EMRs have been 'in development' in the UK since the early ‘80s. The UK pioneered the electronic capture of patient healthcare (as opposed to payment claims) and now has a legacy of millions of patient records with billions of events. But in today’s environment we must address the issue of the structure and compatibility of these records to meet the purposes industry and the healthcare providers intend.


Fundamental to any useful EMR is the ability to capture events and facts in a standardised terminology. This allows compatibility across different systems, whether clinical or research, and renders the records readable by both humans and machines. Coding makes analysis and point of care functionality achievable by introducing methods for handling (click diagrams to enlarge):


Language to canonical forms:






Representational complexity



In addition to ensuring the accuracy of historical events, coding enables critical functionality.  For example using drug codes in a patient records medication history allows suitable software to identify potential interactions and contra-indications. Biomarkers, tests and outcomes provide identifiable end points.


The dominant coding system in the UK is Read codes, developed by James Read and Roger Weeks in the 1980's and continuously evolved since then. Read codes have a hierarchy that reflects how the term being used is categorised. This enables concepts such as signs, symptoms, diagnosis, anatomy, pathology and treatments to be linked. These multiple axes mean that accurate representation is complex. But the codes are essential for clinical support or research analysis.


The Read codes are now integrated as a subset of the Systematised Nomenclature of Medicine (SNOMED) which is a UK and US standard (all new systems used in the NHS must support SNOMED CT). Merging two established terminologies together requires a process of mapping to be undertaken, linking the terms in one to the similar term in another. This is a non-trivial task and the mapping between coding systems needs to be validated if we are to trust the data.


The mechanism of populating EMRs is also an issue given the complexity of the hierarchy and the mechanism by which similar or synonymous terms are presented. We need to incentivise and make it easier for clinicians to enter codes. To improve completeness and accuracy we need to invest in standardised mappings from one terminology to another and improve user interfaces to reduce errors and mitigate poor coding.


We have touched on a couple of core elements of ensuring good health of our health records but the issue goes much wider to include concepts important for drug safety (Meddra) and the future uses of the data e.g. surveillance and biotelemetry.

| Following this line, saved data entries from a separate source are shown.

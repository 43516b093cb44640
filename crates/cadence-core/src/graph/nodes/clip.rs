use crate::buffer::AudioBuffer;
use crate::context::ProcessContext;
use crate::graph::error::GraphError;
use crate::graph::node::{AudioNode, BoxedNode, expect_format, single_input};
use crate::time::{Time, TimeRange};

/// Restricts its input to the window `[start, start + duration)`.
///
/// The window's start maps to time zero of the input. Output outside the
/// window is silence. Requests that do not touch the window at all are a
/// contract error.
pub struct ClipNode {
    start: Time,
    duration: Time,
    inputs: Vec<BoxedNode>,
}

impl ClipNode {
    /// Creates a clip window.
    pub fn new(start: Time, duration: Time) -> Self {
        Self {
            start,
            duration: duration.max(Time::ZERO),
            inputs: Vec::new(),
        }
    }

    /// The visible window on this node's output axis.
    pub fn visible_range(&self) -> TimeRange {
        TimeRange::new(self.start, self.duration)
    }
}

impl AudioNode for ClipNode {
    fn process(&mut self, context: &ProcessContext<'_>) -> Result<AudioBuffer, GraphError> {
        let clip = self.visible_range();
        let requested = context.time_range();
        let range = requested
            .intersect(&clip)
            .ok_or(GraphError::DisjointRange { requested, clip })?;

        let rate = context.sample_rate();
        let frames = context.sample_count();
        let input = single_input(self.name(), &mut self.inputs)?;

        let child_ctx = context.with_time_range(range.subtract_start(self.start));
        let child = input.process(&child_ctx)?;
        expect_format("ClipNode", &child, rate, child_ctx.sample_count())?;

        let mut out = AudioBuffer::new(child.channel_count(), rate, frames);
        let pad_before = (range.start() - requested.start()).to_frames(rate).max(0) as usize;
        out.copy_from(&child, 0, pad_before, child.sample_count());
        Ok(out)
    }

    fn name(&self) -> &'static str {
        "ClipNode"
    }

    fn describe(&self) -> String {
        format!("ClipNode(start={}, duration={})", self.start, self.duration)
    }

    fn inputs(&self) -> &[BoxedNode] {
        &self.inputs
    }

    fn inputs_mut(&mut self) -> &mut Vec<BoxedNode> {
        &mut self.inputs
    }
}
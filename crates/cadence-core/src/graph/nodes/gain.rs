use crate::animation::Property;
use crate::buffer::AudioBuffer;
use crate::context::ProcessContext;
use crate::graph::error::GraphError;
use crate::graph::node::{AudioNode, BoxedNode, expect_format, single_input};
use crate::math::{apply_gain, multiply_buffers};
use crate::time::Time;

/// Samples per animation chunk.
const CHUNK: usize = 1024;

/// Scales its input by a gain given in percent (100 = unity).
pub struct GainNode {
    gain: Property,
    inputs: Vec<BoxedNode>,
}

impl GainNode {
    /// Creates a gain node.
    pub fn new(gain: impl Into<Property>) -> Self {
        Self {
            gain: gain.into(),
            inputs: Vec::new(),
        }
    }

    /// The gain property, in percent.
    pub fn gain(&self) -> &Property {
        &self.gain
    }

    /// Mutable gain property.
    pub fn gain_mut(&mut self) -> &mut Property {
        &mut self.gain
    }
}

impl AudioNode for GainNode {
    fn process(&mut self, context: &ProcessContext<'_>) -> Result<AudioBuffer, GraphError> {
        let input = single_input(self.name(), &mut self.inputs)?;
        let mut buffer = input.process(context)?;
        expect_format("GainNode", &buffer, context.sample_rate(), context.sample_count())?;

        let sampler = context.sampler();
        if !sampler.is_animated(&self.gain) {
            let gain = self.gain.value() / 100.0;
            if (gain - 1.0).abs() > 1e-6 {
                for channel in buffer.channels_mut() {
                    apply_gain(channel, gain);
                }
            }
            return Ok(buffer);
        }

        let rate = context.sample_rate();
        let range = context.time_range();
        let frames = buffer.sample_count();
        let mut gains = [0.0_f32; CHUNK];
        let mut offset = 0;
        while offset < frames {
            let len = CHUNK.min(frames - offset);
            let chunk_range = range.add_start(Time::from_frames(offset as i64, rate));
            sampler.sample_buffer(&self.gain, chunk_range, rate, &mut gains[..len]);
            for g in &mut gains[..len] {
                *g /= 100.0;
            }
            for channel in buffer.channels_mut() {
                multiply_buffers(&gains[..len], &mut channel[offset..offset + len]);
            }
            offset += len;
        }
        Ok(buffer)
    }

    fn name(&self) -> &'static str {
        "GainNode"
    }

    fn describe(&self) -> String {
        if self.gain.animation().is_some() {
            format!("GainNode({}%, animated)", self.gain.value())
        } else {
            format!("GainNode({}%)", self.gain.value())
        }
    }

    fn inputs(&self) -> &[BoxedNode] {
        &self.inputs
    }

    fn inputs_mut(&mut self) -> &mut Vec<BoxedNode> {
        &mut self.inputs
    }
}
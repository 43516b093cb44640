//! Cadence Effects - built-in effect plugins
//!
//! Effects here implement the plugin contracts from `cadence-core` and are
//! hosted by its bridge nodes like any third-party plugin:
//!
//! - [`DelayEffect`] - Feedback delay as a native [`AudioEffect`](cadence_core::AudioEffect),
//!   hosted by [`GraphEffectNode`](cadence_core::GraphEffectNode)
//! - [`PanEffect`] - Constant-power stereo pan as a legacy
//!   [`SoundEffect`](cadence_core::SoundEffect), hosted by [`EffectNode`](cadence_core::EffectNode)
//!
//! ## Example
//!
//! ```rust
//! use std::sync::Arc;
//! use cadence_core::{
//!     AudioBuffer, EffectNode, GraphBuilder, GraphEffectNode, KeyFrameSampler, MemorySource, ResampleNode,
//!     SourceNode, TimeRange,
//! };
//! use cadence_effects::{DelayEffect, PanEffect};
//!
//! let pcm = AudioBuffer::from_channels(vec![vec![0.5; 48000]], 48000);
//! let mut graph = GraphBuilder::new(SourceNode::new(Arc::new(MemorySource::new(pcm))))
//!     .then(ResampleNode::new(48000))
//!     .then(GraphEffectNode::new(Arc::new(DelayEffect::new().with_delay_ms(120.0))))
//!     .then(EffectNode::new(Arc::new(PanEffect::new(-40.0))))
//!     .build();
//!
//! let out = graph.render(TimeRange::from_secs_f64(0.0, 0.5), 48000, &KeyFrameSampler).unwrap();
//! assert_eq!(out.channel_count(), 2);
//! ```

pub mod delay;
pub mod pan;

// Re-export main types at crate root
pub use delay::DelayEffect;
pub use pan::{PanEffect, pan_gains};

The usefulness of healthcare information in any application depends on its reliability and whether it is captured in a system with widely understood definitions and meaning. This is true irrespective of use - diagnosis and treatment of patients, analysis in drug development, public health investment or any other. It also requires a systematic, usable and consistent method of capture. 

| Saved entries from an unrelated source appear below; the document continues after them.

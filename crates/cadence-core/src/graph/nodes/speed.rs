use std::sync::Arc;

use crate::animation::{KeyFrameAnimation, Property};
use crate::buffer::AudioBuffer;
use crate::context::ProcessContext;
use crate::graph::error::GraphError;
use crate::graph::node::{AudioNode, BoxedNode, single_input};
use crate::graph::stream::{InputCursor, split_position};
use crate::integrator::{SpeedIntegrator, speed_from_percent};
use crate::resample::SincResampler;
use crate::time::Time;

/// Output frames per resampler ratio update.
const BLOCK: usize = 256;

/// Variable-rate playback: consumes input at `speed` times the output rate,
/// shifting pitch with it.
///
/// The speed property is in percent (100 = normal) and clamped to
/// 1 %–10 000 %. A constant speed maps output time `t` to source time
/// `t * speed`; an animated one maps it through the integral of the speed
/// curve (see [`SpeedIntegrator`]). The input is streamed through a
/// [`SincResampler`] whose ratio is updated every [`BLOCK`] output frames
/// to the block's average speed.
///
/// Output that the resampler cannot produce is padded by repeating the last
/// produced frame, never with silence.
pub struct SpeedNode {
    speed: Property,
    integrator: SpeedIntegrator,
    stream: Option<SpeedStream>,
    inputs: Vec<BoxedNode>,
}

struct SpeedStream {
    resampler: SincResampler,
    cursor: InputCursor,
    sample_rate: u32,
    curve: SpeedCurve,
    next_out_frame: i64,
    last: Vec<f32>,
}

/// What the stream was seeded for.
#[derive(Clone)]
enum SpeedCurve {
    Constant(f64),
    Animated(Arc<KeyFrameAnimation>),
}

impl PartialEq for SpeedCurve {
    fn eq(&self, other: &Self) -> bool {
        match (self, other) {
            (Self::Constant(a), Self::Constant(b)) => a == b,
            (Self::Animated(a), Self::Animated(b)) => Arc::ptr_eq(a, b),
            _ => false,
        }
    }
}

impl SpeedNode {
    /// Creates a speed node. `speed` is in percent.
    pub fn new(speed: impl Into<Property>) -> Self {
        Self {
            speed: speed.into(),
            integrator: SpeedIntegrator::new(),
            stream: None,
            inputs: Vec::new(),
        }
    }

    /// Speed property, in percent.
    pub fn speed(&self) -> &Property {
        &self.speed
    }

    /// Mutable speed property.
    pub fn speed_mut(&mut self) -> &mut Property {
        &mut self.speed
    }

    /// Source time reached at output time `time`.
    pub fn source_time(&mut self, time: Time) -> Time {
        self.integrator.source_time(&self.speed, time)
    }
}

impl AudioNode for SpeedNode {
    fn process(&mut self, context: &ProcessContext<'_>) -> Result<AudioBuffer, GraphError> {
        let sampler = context.sampler();
        let animated = sampler.is_animated(&self.speed);
        let constant = speed_from_percent(self.speed.value());
        let input = single_input(self.name(), &mut self.inputs)?;

        let frames = context.sample_count();
        if (!animated && (constant - 1.0).abs() < 1e-6) || frames == 0 {
            self.stream = None;
            return input.process(context);
        }

        let rate = context.sample_rate();
        let start = context.start_frame();
        let curve = match (animated, self.speed.animation()) {
            (true, Some(animation)) => SpeedCurve::Animated(Arc::clone(animation)),
            _ => SpeedCurve::Constant(constant),
        };

        let mut speeds = vec![0.0_f32; frames];
        if animated {
            sampler.sample_buffer(&self.speed, context.time_range(), rate, &mut speeds);
        } else {
            speeds.fill(self.speed.value());
        }

        let continues = self
            .stream
            .as_ref()
            .is_some_and(|s| s.sample_rate == rate && s.next_out_frame == start && s.curve == curve);
        if !continues {
            let position = match curve {
                SpeedCurve::Animated(_) => self
                    .integrator
                    .source_time(&self.speed, context.time_range().start())
                    .to_frames_f64(rate),
                SpeedCurve::Constant(speed) => start as f64 * speed,
            };
            let (frame, phase) = split_position(position);
            let mut resampler = SincResampler::new(speed_from_percent(speeds[0]));
            resampler.reset(phase);
            let cursor = InputCursor::new(frame, rate);
            let lead = cursor.fetch_lead(input, context, resampler.lookbehind())?;
            resampler.preload(&lead);
            #[cfg(feature = "tracing")]
            tracing::debug!(frame, rate, "SpeedNode: seeding stream");
            self.stream = Some(SpeedStream {
                last: vec![0.0; resampler.channel_count()],
                resampler,
                cursor,
                sample_rate: rate,
                curve,
                next_out_frame: start,
            });
        }
        let Some(stream) = self.stream.as_mut() else {
            return input.process(context);
        };

        let channels = stream.resampler.channel_count();
        let mut out = AudioBuffer::new(channels, rate, frames);
        let mut produced = 0;
        while produced < frames {
            let len = BLOCK.min(frames - produced);
            let block = &speeds[produced..produced + len];
            let average = block.iter().map(|&p| speed_from_percent(p)).sum::<f64>() / len as f64;
            stream.resampler.set_ratio(average);
            let need = stream.resampler.frames_needed(len);
            if need > 0 {
                let chunk = stream.cursor.fetch("SpeedNode", input, context, need)?;
                stream.resampler.push(&chunk);
            }
            let n = stream.resampler.pull(&mut out, produced, len);
            produced += n;
            if n < len {
                break;
            }
        }

        #[cfg(feature = "tracing")]
        if produced < frames {
            tracing::debug!(missing = frames - produced, "SpeedNode: padding with last frame");
        }
        for ch in 0..channels {
            let samples = out.channel_mut(ch);
            let hold = if produced > 0 { samples[produced - 1] } else { stream.last[ch] };
            samples[produced..].fill(hold);
            stream.last[ch] = samples[frames - 1];
        }
        stream.next_out_frame = start + frames as i64;
        Ok(out)
    }

    fn name(&self) -> &'static str {
        "SpeedNode"
    }

    fn describe(&self) -> String {
        if self.speed.animation().is_some() {
            format!("SpeedNode({}%, animated)", self.speed.value())
        } else {
            format!("SpeedNode({}%)", self.speed.value())
        }
    }

    fn inputs(&self) -> &[BoxedNode] {
        &self.inputs
    }

    fn inputs_mut(&mut self) -> &mut Vec<BoxedNode> {
        &mut self.inputs
    }

    fn release(&mut self) {
        self.stream = None;
        self.integrator.clear();
    }
}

There are numerous staging posts where either the language used or the means of capturing events using that language is less than perfect. These include the ontological framework of medical terms used and understood by healthcare professionals, the system of data capture and the methods of aggregation and analysis. Understanding what these issues are and the impact on the data that results is critical for any company wanting to evaluate and use such information in any aspect of its drug development business.


For pharmaceutical and other life science companies to capitalise fully on the depth of meaning that RWD can lend to drug development it is essential to understand its evolution, the issues that remain to be addressed and what can be usefully relied upon for patient benefit in the meantime.